# Hedgie Yoga



## MissC (Nov 15, 2010)

This is Snarf's latest attempt at Yoga...he's moving from a Spinal Twist into Downward Facing Hog:


----------



## SnufflePuff (Apr 16, 2009)

:lol: Oh my goodness, he is flexible! Keep up the yoga snarf!


----------



## hedgiegirl1214 (Jan 14, 2011)

I just started laughing so hard! :lol: I think it was because I got a picture in my head with him taking a yoga class with other hedgies! :lol:


----------



## SnufflePuff (Apr 16, 2009)

Snarf should teach a yoga class!
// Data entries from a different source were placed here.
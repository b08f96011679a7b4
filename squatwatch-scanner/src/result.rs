use serde::{Deserialize, Serialize};
use std::collections::BTreeMap;
use std::fmt;

/// One squatting domain found for a searched domain.
#[derive(Debug, Clone, PartialEq, Eq, Serialize, Deserialize)]
pub struct SquatRecord {
    pub domain: String,
    pub country_code: Option<String>,
    pub ip: Option<String>,
    pub web_server: bool,
    pub email_server: bool,
    pub registry_info: BTreeMap<String, String>,
}

impl SquatRecord {
    pub fn new(domain: String) -> Self {
        Self {
            domain,
            country_code: None,
            ip: None,
            web_server: false,
            email_server: false,
            registry_info: BTreeMap::new(),
        }
    }
}

/// All records returned by one Radar lookup.
#[derive(Debug, Clone, PartialEq, Eq, Serialize, Deserialize)]
pub struct SearchResult {
    pub domain: String,
    pub search_id: Option<String>,
    pub results: Vec<SquatRecord>,
}

impl SearchResult {
    pub fn new(domain: String) -> Self {
        Self {
            domain,
            search_id: None,
            results: Vec::new(),
        }
    }
}

/// Which Radar result table a record came from.
#[derive(Debug, Clone, Copy, PartialEq, Eq)]
pub enum SquatKind {
    CyberSquatting,
    TypoSquatting,
}

impl SquatKind {
    /// Id of the results table on the Radar page
    pub fn table_id(&self) -> &'static str {
        match self {
            SquatKind::CyberSquatting => "results4",
            SquatKind::TypoSquatting => "results2",
        }
    }
}

impl fmt::Display for SquatKind {
    fn fmt(&self, f: &mut fmt::Formatter<'_>) -> fmt::Result {
        match self {
            SquatKind::CyberSquatting => write!(f, "CyberSquatting"),
            SquatKind::TypoSquatting => write!(f, "TypoSquatting"),
        }
    }
}
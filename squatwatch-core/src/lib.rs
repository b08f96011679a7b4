use colored::Colorize;

pub mod report;
pub mod search;

pub use report::{
    generate_csv_report, generate_json_report, generate_text_report, report_timestamp,
    save_report,
};
pub use search::{SearchFailure, SearchOptions, SearchOutcome, SearchProgressCallback, execute_search};

const BANNER: &str = r#"
                        _                    _       _
  ___  __ _ _   _  __ _| |___      ____ _ __| |_ ___| |__
 / __|/ _` | | | |/ _` | __\ \ /\ / / _` / _` __/ __| '_ \
 \__ \ (_| | |_| | (_| | |_ \ V  V / (_| \__ \ || (__| | | |
 |___/\__, |\__,_|\__,_|\__| \_/\_/ \__,_|___/\__\___|_| |_|
         |_|
"#;

pub fn print_banner() {
    println!("{}", BANNER.bright_cyan().bold());
    println!(
        "  {} v{}\n",
        "cyber/typo-squatting lookups via ImmuniWeb Radar".bright_white(),
        env!("CARGO_PKG_VERSION")
    );
}
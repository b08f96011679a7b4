use futures::stream::{self, StreamExt};
use indicatif::{ProgressBar, ProgressStyle};
use squatwatch_scanner::{RadarSearcher, SearchResult};
use std::sync::Arc;
use std::sync::atomic::{AtomicBool, Ordering};
use std::time::Duration;
use tracing::{debug, error, warn};

/// Options for configuring a batch of lookups
pub struct SearchOptions {
    pub domains: Vec<String>,
    pub threads: usize,
    pub show_progress_bars: bool,
}

/// Callback for reporting search progress
pub type SearchProgressCallback = Arc<dyn Fn(String) + Send + Sync>;

/// A lookup that gave up without results.
#[derive(Debug, Clone, PartialEq, Eq)]
pub struct SearchFailure {
    pub domain: String,
    pub reason: String,
}

/// Everything a batch produced. Results arrive in completion order.
#[derive(Debug, Default)]
pub struct SearchOutcome {
    pub results: Vec<SearchResult>,
    pub failures: Vec<SearchFailure>,
}

impl SearchOutcome {
    pub fn total_records(&self) -> usize {
        self.results.iter().map(|r| r.results.len()).sum()
    }
}

/// Look up every domain, running at most `threads` browser sessions at once.
///
/// A failed domain is recorded and skipped. A fatal error (bad proxy, no
/// driver) stops the batch and is returned as `Err` once the lookups already
/// running have finished and closed their browsers.
pub async fn execute_search(
    searcher: &RadarSearcher,
    options: SearchOptions,
    progress_callback: Option<SearchProgressCallback>,
) -> Result<SearchOutcome, String> {
    let SearchOptions {
        domains,
        threads,
        show_progress_bars,
    } = options;

    if domains.is_empty() {
        return Err("No domains to search".to_string());
    }

    let total = domains.len();
    let progress_bar = if show_progress_bars && total > 1 {
        let pb = ProgressBar::new_spinner();
        pb.set_style(
            ProgressStyle::default_spinner()
                .template("{spinner:.cyan} {msg}")
                .map_err(|e| e.to_string())?,
        );
        pb.enable_steady_tick(Duration::from_millis(100));
        pb.set_message(format!("Searching {} domains...", total));
        Some(pb)
    } else {
        None
    };

    // Set once a fatal error comes back. Lookups not yet started are skipped,
    // while in-flight ones run to completion so their sessions get closed.
    let aborted = AtomicBool::new(false);
    let aborted = &aborted;

    let mut lookups = stream::iter(domains)
        .map(|domain| async move {
            if aborted.load(Ordering::SeqCst) {
                return (domain, None);
            }
            let result = searcher.search(&domain).await;
            (domain, Some(result))
        })
        .buffer_unordered(threads.max(1));

    let mut outcome = SearchOutcome::default();
    let mut fatal: Option<String> = None;
    let mut done = 0;

    while let Some((domain, result)) = lookups.next().await {
        done += 1;
        let Some(result) = result else {
            debug!("Skipped {} after abort", domain);
            continue;
        };

        match result {
            Ok(found) => {
                if let Some(ref callback) = progress_callback {
                    callback(format!(
                        "[{}/{}] {}: {} squatting domains",
                        done,
                        total,
                        domain,
                        found.results.len()
                    ));
                }
                outcome.results.push(found);
            }
            Err(e) if e.is_fatal() => {
                error!("Aborting search at {}: {}", domain, e);
                aborted.store(true, Ordering::SeqCst);
                if let Some(ref pb) = progress_bar {
                    pb.set_message("Aborting, waiting for running lookups to close...");
                }
                fatal.get_or_insert_with(|| e.to_string());
            }
            Err(e) => {
                warn!("Search for {} failed: {}", domain, e);
                if let Some(ref callback) = progress_callback {
                    callback(format!("[{}/{}] [!] {} failed: {}", done, total, domain, e));
                }
                outcome.failures.push(SearchFailure {
                    domain,
                    reason: e.to_string(),
                });
            }
        }

        if let Some(ref pb) = progress_bar {
            if fatal.is_none() {
                pb.set_message(format!("Searched {}/{} domains", done, total));
            }
        }
    }

    if let Some(reason) = fatal {
        if let Some(ref pb) = progress_bar {
            pb.finish_and_clear();
        }
        return Err(reason);
    }

    if let Some(ref pb) = progress_bar {
        pb.finish_with_message(format!(
            "Search complete! {} domains, {} squatting domains found",
            total,
            outcome.total_records()
        ));
    }

    Ok(outcome)
}
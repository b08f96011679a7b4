pub mod driver;
pub mod error;
pub mod parser;
pub mod proxy;
pub mod radar;
pub mod result;
pub mod retry;
pub mod webdriver;

pub use driver::DriverBackend;
pub use error::ScanError;
pub use proxy::ProxyConfig;
pub use radar::{RadarSearcher, SearchTimings};
pub use result::{SearchResult, SquatKind, SquatRecord};
pub use retry::RetryPolicy;
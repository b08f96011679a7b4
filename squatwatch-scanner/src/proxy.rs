use crate::error::{Result, ScanError};
use serde_json::{Map, Value, json};
use std::fmt;
use std::str::FromStr;

/// An upstream proxy given as `scheme://host:port`.
#[derive(Debug, Clone, PartialEq, Eq)]
pub struct ProxyConfig {
    pub scheme: String,
    pub host: String,
    pub port: u16,
}

impl ProxyConfig {
    pub fn parse(raw: &str) -> Result<Self> {
        let invalid = || ScanError::InvalidProxy(raw.to_string());

        let (scheme, rest) = raw.split_once("://").ok_or_else(invalid)?;
        let rest = rest.trim_end_matches('/');
        let (host, port) = rest.rsplit_once(':').ok_or_else(invalid)?;
        let port: u16 = port.parse().map_err(|_| invalid())?;

        if scheme.is_empty() || host.is_empty() {
            return Err(invalid());
        }

        Ok(Self {
            scheme: scheme.to_lowercase(),
            host: host.to_string(),
            port,
        })
    }

    pub fn is_socks(&self) -> bool {
        self.socks_version().is_some()
    }

    fn socks_version(&self) -> Option<u8> {
        match self.scheme.as_str() {
            "socks4" => Some(4),
            "socks5" => Some(5),
            _ => None,
        }
    }

    /// Firefox `about:config` preferences that route traffic through this proxy.
    pub fn firefox_prefs(&self) -> Map<String, Value> {
        let mut prefs = Map::new();
        prefs.insert("network.proxy.type".into(), json!(1));

        if let Some(version) = self.socks_version() {
            prefs.insert("network.proxy.socks".into(), json!(self.host));
            prefs.insert("network.proxy.socks_port".into(), json!(self.port));
            prefs.insert("network.proxy.socks_version".into(), json!(version));
        } else {
            for protocol in ["http", "https", "ssl", "ftp"] {
                prefs.insert(format!("network.proxy.{}", protocol), json!(self.host));
                prefs.insert(format!("network.proxy.{}_port", protocol), json!(self.port));
            }
        }

        prefs
    }
}

impl FromStr for ProxyConfig {
    type Err = ScanError;

    fn from_str(s: &str) -> Result<Self> {
        Self::parse(s)
    }
}

impl fmt::Display for ProxyConfig {
    fn fmt(&self, f: &mut fmt::Formatter<'_>) -> fmt::Result {
        write!(f, "{}://{}:{}", self.scheme, self.host, self.port)
    }
}

#[cfg(test)]
mod tests {
    use super::*;

    #[test]
    fn test_parse_socks5() {
        let proxy = ProxyConfig::parse("socks5://127.0.0.1:9050").unwrap();
        assert_eq!(proxy.scheme, "socks5");
        assert_eq!(proxy.host, "127.0.0.1");
        assert_eq!(proxy.port, 9050);
        assert!(proxy.is_socks());
    }

    #[test]
    fn test_parse_normalizes_scheme_and_trailing_slash() {
        let proxy = ProxyConfig::parse("HTTP://proxy.local:3128/").unwrap();
        assert_eq!(proxy.scheme, "http");
        assert_eq!(proxy.host, "proxy.local");
        assert_eq!(proxy.port, 3128);
        assert_eq!(proxy.to_string(), "http://proxy.local:3128");
    }

    #[test]
    fn test_parse_rejects_malformed() {
        for raw in ["127.0.0.1:9050", "socks5://127.0.0.1", "socks5://:9050", "http://host:notaport", "http://host:70000"] {
            assert!(
                matches!(ProxyConfig::parse(raw), Err(ScanError::InvalidProxy(_))),
                "{} should be rejected",
                raw
            );
        }
    }

    #[test]
    fn test_socks_prefs() {
        let prefs = ProxyConfig::parse("socks4://10.0.0.1:1080").unwrap().firefox_prefs();
        assert_eq!(prefs["network.proxy.type"], json!(1));
        assert_eq!(prefs["network.proxy.socks"], json!("10.0.0.1"));
        assert_eq!(prefs["network.proxy.socks_port"], json!(1080));
        assert_eq!(prefs["network.proxy.socks_version"], json!(4));
        assert!(!prefs.contains_key("network.proxy.http"));
    }

    #[test]
    fn test_http_prefs_cover_every_protocol() {
        let prefs = ProxyConfig::parse("http://proxy.local:8080").unwrap().firefox_prefs();
        for protocol in ["http", "https", "ssl", "ftp"] {
            assert_eq!(prefs[&format!("network.proxy.{}", protocol)], json!("proxy.local"));
            assert_eq!(prefs[&format!("network.proxy.{}_port", protocol)], json!(8080));
        }
        assert!(!prefs.contains_key("network.proxy.socks"));
    }
}
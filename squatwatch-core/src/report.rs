// Report generation from lookup results

use serde::Serialize;
use serde_json::{Map, Value, json};
use squatwatch_scanner::{SearchResult, SquatRecord};
use std::fs::File;
use std::io::Write;
use std::path::Path;

/// Column order of the CSV export.
pub const CSV_FIELDS: [&str; 6] = [
    "domain",
    "country_code",
    "ip",
    "web_server",
    "email_server",
    "registry_info",
];

/// Current UTC time in the format used by the JSON export.
pub fn report_timestamp() -> String {
    chrono::Utc::now().format("%Y-%m-%d %H:%M:%S").to_string()
}

/// One CSV line per record across all searches.
pub fn generate_csv_report(results: &[SearchResult]) -> Result<String, csv::Error> {
    let mut writer = csv::WriterBuilder::new()
        .terminator(csv::Terminator::CRLF)
        .from_writer(Vec::new());

    writer.write_record(CSV_FIELDS)?;
    for record in results.iter().flat_map(|r| r.results.iter()) {
        writer.write_record(csv_row(record)?)?;
    }

    let bytes = writer
        .into_inner()
        .map_err(|e| csv::Error::from(e.into_error()))?;
    Ok(String::from_utf8_lossy(&bytes).into_owned())
}

fn csv_row(record: &SquatRecord) -> Result<[String; 6], csv::Error> {
    let registry = serde_json::to_string(&record.registry_info)
        .map_err(|e| csv::Error::from(std::io::Error::other(e)))?;

    Ok([
        record.domain.clone(),
        record.country_code.clone().unwrap_or_default(),
        record.ip.clone().unwrap_or_default(),
        record.web_server.to_string(),
        record.email_server.to_string(),
        registry,
    ])
}

/// `{"all_results": [...], "timestamp": ...}` with sorted keys and
/// four-space indentation.
pub fn generate_json_report(
    results: &[SearchResult],
    timestamp: &str,
) -> Result<String, serde_json::Error> {
    let document = sort_keys(json!({
        "timestamp": timestamp,
        "all_results": serde_json::to_value(results)?,
    }));

    let mut buffer = Vec::new();
    let formatter = serde_json::ser::PrettyFormatter::with_indent(b"    ");
    let mut serializer = serde_json::Serializer::with_formatter(&mut buffer, formatter);
    document.serialize(&mut serializer)?;

    Ok(String::from_utf8_lossy(&buffer).into_owned())
}

// Rebuilds objects in key order, whatever map backend serde_json was built with.
fn sort_keys(value: Value) -> Value {
    match value {
        Value::Object(map) => {
            let mut entries: Vec<(String, Value)> = map.into_iter().collect();
            entries.sort_by(|a, b| a.0.cmp(&b.0));
            Value::Object(
                entries
                    .into_iter()
                    .map(|(k, v)| (k, sort_keys(v)))
                    .collect::<Map<String, Value>>(),
            )
        }
        Value::Array(items) => Value::Array(items.into_iter().map(sort_keys).collect()),
        other => other,
    }
}

/// Console summary of a run
pub fn generate_text_report(results: &[SearchResult]) -> String {
    let total_records: usize = results.iter().map(|r| r.results.len()).sum();
    let web_servers = results
        .iter()
        .flat_map(|r| r.results.iter())
        .filter(|r| r.web_server)
        .count();
    let email_servers = results
        .iter()
        .flat_map(|r| r.results.iter())
        .filter(|r| r.email_server)
        .count();

    let mut report = String::new();
    report.push_str("━━━━━━━━━━━━━━━━━━━━━━━━━━━━━━━━━━━━━━━━━━━━━━━━━━━━\n\n");
    report.push_str("# Summary:\n");
    report.push_str(&format!("  Domains searched: {}\n", results.len()));
    report.push_str(&format!("  Squatting domains found: {}\n", total_records));
    report.push_str(&format!("  With web server: {}\n", web_servers));
    report.push_str(&format!("  With email server: {}\n", email_servers));
    report.push_str("\n━━━━━━━━━━━━━━━━━━━━━━━━━━━━━━━━━━━━━━━━━━━━━━━━━━━━\n\n");

    for result in results {
        report.push_str(&format!("## {}\n", result.domain));
        if let Some(ref id) = result.search_id {
            report.push_str(&format!("  search id: {}\n", id));
        }
        report.push_str(&format!("  {} squatting domains\n\n", result.results.len()));

        for record in &result.results {
            let mut line = format!("  {}", record.domain);
            if let Some(ref cc) = record.country_code {
                line.push_str(&format!(" [{}]", cc));
            }
            if let Some(ref ip) = record.ip {
                line.push_str(&format!(" {}", ip));
            }
            if record.web_server {
                line.push_str(" web");
            }
            if record.email_server {
                line.push_str(" mail");
            }
            if let Some(registrar) = record.registry_info.get("Registrar") {
                line.push_str(&format!(" ({})", registrar));
            }
            report.push_str(&line);
            report.push('\n');
        }
        report.push('\n');
    }

    report
}

pub fn save_report(content: &str, path: &Path) -> std::io::Result<()> {
    let mut file = File::create(path)?;
    file.write_all(content.as_bytes())?;
    Ok(())
}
My fatties.. I mean pleasantly plump... hedgehogs could use some! :lol:


----------



## PJM (May 7, 2010)

He could teach the class! :lol:


----------



## CoxMD (Apr 30, 2010)

Basil should do some yoga too. oh lordy, that means he'll be wearing his pink leg warmers! :lol:


----------



## leopardhedgehog (Nov 18, 2010)

The Downward-Facing Hog, LOL. But maybe Snarf should work in a circus with that really flexible contortionist lady and they could wear matching turquiose sequined leotards, tho Snarf's quills might pop through the fabric...it would still be priceless to see a hedgehog in a sparkly leotard.


----------



## shetland (Sep 2, 2008)

I am now cracking up here at Snarf leading a yoga class of a group of hedgies in leg warmers as suggested by Basil!!!!!!!!!!!Oh my; what a sight!!!!!!11


----------



## CoxMD (Apr 30, 2010)

I think Snarf'd have a hard time keeping the class from diving under the yoga mats and having a snooze.


----------



## Hedgieonboard (Nov 15, 2009)

:lol: Snarf is good. If he ends up teaching a class I would up for it in a minute.....then steal him of course :lol: :lol: jk


----------



## shetland (Sep 2, 2008)

I want to read Snarf's opinion in his blog!


----------